> DATA EXCERPTS
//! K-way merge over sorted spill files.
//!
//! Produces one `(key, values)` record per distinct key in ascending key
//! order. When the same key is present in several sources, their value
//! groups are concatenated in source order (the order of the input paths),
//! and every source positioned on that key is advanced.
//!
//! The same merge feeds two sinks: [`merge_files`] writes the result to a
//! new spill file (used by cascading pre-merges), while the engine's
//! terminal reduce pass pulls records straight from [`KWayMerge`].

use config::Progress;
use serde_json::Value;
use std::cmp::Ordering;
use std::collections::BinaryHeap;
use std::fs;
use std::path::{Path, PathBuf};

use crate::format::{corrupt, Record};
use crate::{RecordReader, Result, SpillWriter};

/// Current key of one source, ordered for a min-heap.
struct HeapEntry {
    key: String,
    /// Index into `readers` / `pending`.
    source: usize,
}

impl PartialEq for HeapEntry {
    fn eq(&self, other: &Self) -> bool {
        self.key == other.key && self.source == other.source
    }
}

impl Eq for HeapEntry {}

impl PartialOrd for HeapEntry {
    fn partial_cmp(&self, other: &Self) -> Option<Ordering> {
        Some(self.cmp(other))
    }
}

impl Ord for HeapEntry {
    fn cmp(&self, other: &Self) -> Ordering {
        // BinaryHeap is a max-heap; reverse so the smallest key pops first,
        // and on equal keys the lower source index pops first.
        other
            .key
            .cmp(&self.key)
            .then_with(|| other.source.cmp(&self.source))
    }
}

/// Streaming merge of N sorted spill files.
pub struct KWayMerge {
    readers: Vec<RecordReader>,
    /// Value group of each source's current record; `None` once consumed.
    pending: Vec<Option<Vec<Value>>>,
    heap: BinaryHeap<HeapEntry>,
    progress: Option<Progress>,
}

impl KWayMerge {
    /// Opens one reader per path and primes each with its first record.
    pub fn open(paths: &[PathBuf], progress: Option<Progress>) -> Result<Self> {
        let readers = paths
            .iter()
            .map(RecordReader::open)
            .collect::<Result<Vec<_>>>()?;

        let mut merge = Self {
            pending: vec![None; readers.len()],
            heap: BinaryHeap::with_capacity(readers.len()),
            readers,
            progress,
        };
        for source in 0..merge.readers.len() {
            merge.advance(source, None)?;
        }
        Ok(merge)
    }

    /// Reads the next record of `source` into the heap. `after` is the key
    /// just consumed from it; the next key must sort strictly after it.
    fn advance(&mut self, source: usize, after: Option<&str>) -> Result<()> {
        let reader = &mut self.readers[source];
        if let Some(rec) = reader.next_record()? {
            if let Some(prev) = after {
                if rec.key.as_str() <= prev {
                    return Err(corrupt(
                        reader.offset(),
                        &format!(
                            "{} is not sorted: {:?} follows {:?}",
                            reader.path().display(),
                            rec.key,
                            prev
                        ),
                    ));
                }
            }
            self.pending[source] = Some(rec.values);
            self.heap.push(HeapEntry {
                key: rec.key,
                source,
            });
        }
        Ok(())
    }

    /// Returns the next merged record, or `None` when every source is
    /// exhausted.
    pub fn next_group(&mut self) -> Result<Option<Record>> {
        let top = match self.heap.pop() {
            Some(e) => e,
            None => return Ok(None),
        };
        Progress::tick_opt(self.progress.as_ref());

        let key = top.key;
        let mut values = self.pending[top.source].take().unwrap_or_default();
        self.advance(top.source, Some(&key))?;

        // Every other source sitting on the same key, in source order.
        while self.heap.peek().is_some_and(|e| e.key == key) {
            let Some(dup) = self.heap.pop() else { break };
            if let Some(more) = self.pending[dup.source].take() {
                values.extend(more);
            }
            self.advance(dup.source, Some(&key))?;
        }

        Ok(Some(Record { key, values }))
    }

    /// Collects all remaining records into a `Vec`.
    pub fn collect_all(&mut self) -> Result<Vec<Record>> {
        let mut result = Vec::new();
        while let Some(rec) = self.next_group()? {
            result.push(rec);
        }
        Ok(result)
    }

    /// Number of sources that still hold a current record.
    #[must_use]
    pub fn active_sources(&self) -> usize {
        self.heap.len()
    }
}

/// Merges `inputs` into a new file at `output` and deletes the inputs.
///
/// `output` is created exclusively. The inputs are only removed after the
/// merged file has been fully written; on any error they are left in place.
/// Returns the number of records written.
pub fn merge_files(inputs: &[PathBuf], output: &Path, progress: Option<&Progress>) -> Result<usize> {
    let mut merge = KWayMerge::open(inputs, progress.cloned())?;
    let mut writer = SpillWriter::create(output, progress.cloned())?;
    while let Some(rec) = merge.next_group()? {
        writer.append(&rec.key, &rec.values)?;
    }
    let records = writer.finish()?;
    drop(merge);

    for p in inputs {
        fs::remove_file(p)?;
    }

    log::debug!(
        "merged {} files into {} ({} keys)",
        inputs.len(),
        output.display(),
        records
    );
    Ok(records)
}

> TASK OBJECTIVE
Nothing may be left out or altered: reproduce the complete listing.

> ANSWER TO THE PROBLEM
//! K-way merge over sorted spill files.
//!
//! Produces one `(key, values)` record per distinct key in ascending key
//! order. When the same key is present in several sources, their value
//! groups are concatenated in source order (the order of the input paths),
//! and every source positioned on that key is advanced.
//!
//! The same merge feeds two sinks: [`merge_files`] writes the result to a
//! new spill file (used by cascading pre-merges), while the engine's
//! terminal reduce pass pulls records straight from [`KWayMerge`].

use config::Progress;
use serde_json::Value;
use std::cmp::Ordering;
use std::collections::BinaryHeap;
use std::fs;
use std::path::{Path, PathBuf};

use crate::format::{corrupt, Record};
use crate::{RecordReader, Result, SpillWriter};

/// Current key of one source, ordered for a min-heap.
struct HeapEntry {
    key: String,
    /// Index into `readers` / `pending`.
    source: usize,
}

impl PartialEq for HeapEntry {
    fn eq(&self, other: &Self) -> bool {
        self.key == other.key && self.source == other.source
    }
}

impl Eq for HeapEntry {}

impl PartialOrd for HeapEntry {
    fn partial_cmp(&self, other: &Self) -> Option<Ordering> {
        Some(self.cmp(other))
    }
}

impl Ord for HeapEntry {
    fn cmp(&self, other: &Self) -> Ordering {
        // BinaryHeap is a max-heap; reverse so the smallest key pops first,
        // and on equal keys the lower source index pops first.
        other
            .key
            .cmp(&self.key)
            .then_with(|| other.source.cmp(&self.source))
    }
}

/// Streaming merge of N sorted spill files.
pub struct KWayMerge {
    readers: Vec<RecordReader>,
    /// Value group of each source's current record; `None` once consumed.
    pending: Vec<Option<Vec<Value>>>,
    heap: BinaryHeap<HeapEntry>,
    progress: Option<Progress>,
}

impl KWayMerge {
    /// Opens one reader per path and primes each with its first record.
    pub fn open(paths: &[PathBuf], progress: Option<Progress>) -> Result<Self> {
        let readers = paths
            .iter()
            .map(RecordReader::open)
            .collect::<Result<Vec<_>>>()?;

        let mut merge = Self {
            pending: vec![None; readers.len()],
            heap: BinaryHeap::with_capacity(readers.len()),
            readers,
            progress,
        };
        for source in 0..merge.readers.len() {
            merge.advance(source, None)?;
        }
        Ok(merge)
    }

    /// Reads the next record of `source` into the heap. `after` is the key
    /// just consumed from it; the next key must sort strictly after it.
    fn advance(&mut self, source: usize, after: Option<&str>) -> Result<()> {
        let reader = &mut self.readers[source];
        if let Some(rec) = reader.next_record()? {
            if let Some(prev) = after {
                if rec.key.as_str() <= prev {
                    return Err(corrupt(
                        reader.offset(),
                        &format!(
                            "{} is not sorted: {:?} follows {:?}",
                            reader.path().display(),
                            rec.key,
                            prev
                        ),
                    ));
                }
            }
            self.pending[source] = Some(rec.values);
            self.heap.push(HeapEntry {
                key: rec.key,
                source,
            });
        }
        Ok(())
    }

    /// Returns the next merged record, or `None` when every source is
    /// exhausted.
    pub fn next_group(&mut self) -> Result<Option<Record>> {
        let top = match self.heap.pop() {
            Some(e) => e,
            None => return Ok(None),
        };
        Progress::tick_opt(self.progress.as_ref());

        let key = top.key;
        let mut values = self.pending[top.source].take().unwrap_or_default();
        self.advance(top.source, Some(&key))?;

        // Every other source sitting on the same key, in source order.
        while self.heap.peek().is_some_and(|e| e.key == key) {
            let Some(dup) = self.heap.pop() else { break };
            if let Some(more) = self.pending[dup.source].take() {
                values.extend(more);
            }
            self.advance(dup.source, Some(&key))?;
        }

        Ok(Some(Record { key, values }))
    }

    /// Collects all remaining records into a `Vec`.
    pub fn collect_all(&mut self) -> Result<Vec<Record>> {
        let mut result = Vec::new();
        while let Some(rec) = self.next_group()? {
            result.push(rec);
        }
        Ok(result)
    }

    /// Number of sources that still hold a current record.
    #[must_use]
    pub fn active_sources(&self) -> usize {
        self.heap.len()
    }
}

/// Merges `inputs` into a new file at `output` and deletes the inputs.
///
/// `output` is created exclusively. The inputs are only removed after the
/// merged file has been fully written; on any error they are left in place.
/// Returns the number of records written.
pub fn merge_files(inputs: &[PathBuf], output: &Path, progress: Option<&Progress>) -> Result<usize> {
    let mut merge = KWayMerge::open(inputs, progress.cloned())?;
    let mut writer = SpillWriter::create(output, progress.cloned())?;
    while let Some(rec) = merge.next_group()? {
        writer.append(&rec.key, &rec.values)?;
    }
    let records = writer.finish()?;
    drop(merge);

    for p in inputs {
        fs::remove_file(p)?;
    }

    log::debug!(
        "merged {} files into {} ({} keys)",
        inputs.len(),
        output.display(),
        records
    );
    Ok(records)
}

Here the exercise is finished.